# Is this WPM?



## its_pink (Apr 4, 2021)

For the last week or so I've been finding tiny holes in my plant's leaves but I haven't been able to narrow it down to any cause. I'm not sure if it's WPM or not but I occasionally see a tiny bit of white on my plants and there is a buildup of white dust on the circulation fan and on the top of the cooling fan for my grow light. It's kinda hard for me to describe what it looks like because my camera doesn't pick it up well, with just minor damage and nothing under the leaves.
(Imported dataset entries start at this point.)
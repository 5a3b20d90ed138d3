//! Deterministic rules of the boss raid.
//!
//! `raid-core` owns the canonical state (boss registry, character roster,
//! reward book) and the transitions that mutate it. Every mutation flows
//! through [`engine::GameEngine`], which validates, applies and commits an
//! [`Action`] atomically and hands back the emitted [`GameEvent`]s. The crate
//! has no I/O; persistence, ordering and notification fan-out live in
//! `raid-runtime`.
pub mod action;
pub mod config;
pub mod engine;
pub mod env;
pub mod error;
pub mod event;
pub mod state;

pub use action::{
    Action, ActionError, ActionKind, ActionResult, ActionTransition, AttackAction, AttackOutcome,
    AttackStyle, ClaimRejection, ClaimRewardsAction, CreateCharacterAction,
    CreateOrUpdateBossAction, GrantExperienceAction, HealAction, TransferOperatorAction,
};
pub use config::GameConfig;
pub use engine::{
    ExecuteError, ExecutionOutcome, GameEngine, TransitionPhase, TransitionPhaseError,
};
pub use env::{CallContext, Capability, GameEnv};
pub use error::{ErrorSeverity, GameError};
pub use event::{EventSink, GameEvent};
pub use state::{
    BossInstanceId, BossKey, BossState, BossView, CharacterState, Counter, GameState, Identity,
    KillKey, KillRecord, KillSequence, LevelChange, LifeStatus, RewardToken, StateError, TokenId,
};
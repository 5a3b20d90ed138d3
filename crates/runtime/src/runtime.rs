//! High-level runtime orchestrator.
//!
//! The runtime owns the simulation worker, wires up command and event
//! channels, and exposes a builder-based API for clients.

use std::sync::Arc;

use tokio::sync::mpsc;
use tokio::task::JoinHandle;

use raid_core::{GameConfig, GameState};

use crate::api::{Result, RuntimeError, RuntimeHandle};
use crate::events::EventBus;
use crate::ledger::{InMemoryTokenLedger, TokenLedger};
use crate::repository::{InMemoryStateRepo, StateRepository};
use crate::workers::{Command, SimulationWorker};

/// Runtime configuration shared across the orchestrator and workers.
#[derive(Debug, Clone)]
pub struct RuntimeConfig {
    pub game_config: GameConfig,
    pub event_buffer_size: usize,
    pub command_buffer_size: usize,
}

impl Default for RuntimeConfig {
    fn default() -> Self {
        Self {
            game_config: GameConfig::default(),
            event_buffer_size: 100,
            command_buffer_size: 32,
        }
    }
}

/// Running raid host.
///
/// [`RuntimeHandle`] provides a cloneable façade for clients.
pub struct Runtime {
    handle: RuntimeHandle,
    sim_worker_handle: JoinHandle<()>,
}

impl Runtime {
    pub fn builder() -> RuntimeBuilder {
        RuntimeBuilder::new()
    }

    /// Get a cloneable handle to this runtime
    pub fn handle(&self) -> RuntimeHandle {
        self.handle.clone()
    }

    /// Shutdown the runtime gracefully.
    ///
    /// The worker drains queued commands and stops once every outstanding
    /// handle clone has been dropped.
    pub async fn shutdown(self) -> Result<()> {
        drop(self.handle);

        self.sim_worker_handle
            .await
            .map_err(RuntimeError::WorkerJoin)?;

        Ok(())
    }
}

/// Builder for [`Runtime`].
pub struct RuntimeBuilder {
    config: RuntimeConfig,
    state: Option<GameState>,
    repository: Option<Arc<dyn StateRepository>>,
    ledger: Option<Arc<dyn TokenLedger>>,
}

impl RuntimeBuilder {
    fn new() -> Self {
        Self {
            config: RuntimeConfig::default(),
            state: None,
            repository: None,
            ledger: None,
        }
    }

    /// Override runtime configuration
    pub fn config(mut self, config: RuntimeConfig) -> Self {
        self.config = config;
        self
    }

    /// Start from `state` instead of the repository's latest state.
    pub fn initial_state(mut self, state: GameState) -> Self {
        self.state = Some(state);
        self
    }

    /// Persist committed states here (default: in memory).
    pub fn repository(mut self, repository: Arc<dyn StateRepository>) -> Self {
        self.repository = Some(repository);
        self
    }

    /// Mirror minted tokens here (default: in-memory ledger seeded from state).
    pub fn ledger(mut self, ledger: Arc<dyn TokenLedger>) -> Self {
        self.ledger = Some(ledger);
        self
    }

    /// Build the runtime and spawn its worker.
    ///
    /// An explicit initial state is saved to the repository before the
    /// worker starts; otherwise the latest stored state is resumed.
    pub async fn build(self) -> Result<Runtime> {
        let repository = self
            .repository
            .unwrap_or_else(|| Arc::new(InMemoryStateRepo::new()));

        let initial_state = match self.state {
            Some(state) => {
                repository.save(state.nonce, &state)?;
                state
            }
            None => repository.latest()?.ok_or(RuntimeError::MissingState)?,
        };

        let ledger = self
            .ledger
            .unwrap_or_else(|| Arc::new(InMemoryTokenLedger::from_state(&initial_state)));

        let (command_tx, command_rx) = mpsc::channel::<Command>(self.config.command_buffer_size);
        let event_bus = EventBus::with_capacity(self.config.event_buffer_size);

        let handle = RuntimeHandle::new(command_tx, event_bus.clone(), Arc::clone(&ledger));

        let sim_worker = SimulationWorker::new(
            initial_state,
            self.config.game_config,
            repository,
            ledger,
            command_rx,
            event_bus,
        );

        let sim_worker_handle = tokio::spawn(async move {
            sim_worker.run().await;
        });

        Ok(Runtime {
            handle,
            sim_worker_handle,
        })
    }
}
Is this WPM or something else, and how hard would it be to remove from my grow space?


----------



## ROSTERMAN (Apr 4, 2021)

I going say no, may be bugs suckling from under leaves have you look under the leaves for insect signs
PM has always presented itself rather fast and looks more like this


----------



## its_pink (Apr 4, 2021)

ROSTERMAN said:


> I going say no, may be bugs suckling from under leaves have you look under the leaves for insect signs
> PM has always presented itself rather fast and looks more like this



I originally thought it was bugs and I even installed some screen to try and keep them out, but I haven't seen any so far. I check under the leaves all the time and it's been confusing the hell outta me.


----------



## WeedHopper (Apr 4, 2021)

If you have spider mites that screen wont change anything. Hard to tell under the Led lights. Turn them off and take pictures.
Or take one of the bad leaves use a magnifying glass and look under the leaves for tiny little bugs moving around or webbing.


----------



## pute (Apr 4, 2021)

Pretty sure Hopper is spot on.  Spider mites.  Do what he said.  You will see the little fockers.  You are fine.  At that stage they can be killed,,,,,eggs as well.  I use Azamax.  Drench both over and under the leaves with a 360 sprayer every two days for 4 applications and keep a close eye.  

If they were in flower you would have a whole different problem.


----------



## pute (Apr 4, 2021)

Roster just showed a classic case of PM.


----------



## WeedHopper (Apr 4, 2021)

Yeah i agree i dont think he has PM but it very well could be. I seen tale tale signs on a few leaves in his pictures of Spider Mites.


----------



## its_pink (Apr 4, 2021)

I guess it's time to go collect some ladybugs then


----------



## pute (Apr 4, 2021)

If it were me and you are growing inside under the lights just kill the mites with bug spray.   Lady bugs love mites but it only takes one in flower for total infestation in a very short time.  The lady bugs probably won't get them all.  

They are good for an outdoor grow but I think you will be sorry if you go that route. IMO


----------



## WeedHopper (Apr 4, 2021)

Lady bugs can only eat so much. They cant fix an infestation.


----------



## its_pink (Apr 4, 2021)

Thanks for the advice I'll take a look at some mite killer when I have the chance.
I wasn't actually planning to use ladybugs that sounds like a pain to collect a bunch of them lol


----------



## BigJer (Apr 5, 2021)

Lady Bugs!! Buy them right on line!


----------



## JoseyWales (Apr 5, 2021)

putembk said:


> Roster just showed a classic case of PM.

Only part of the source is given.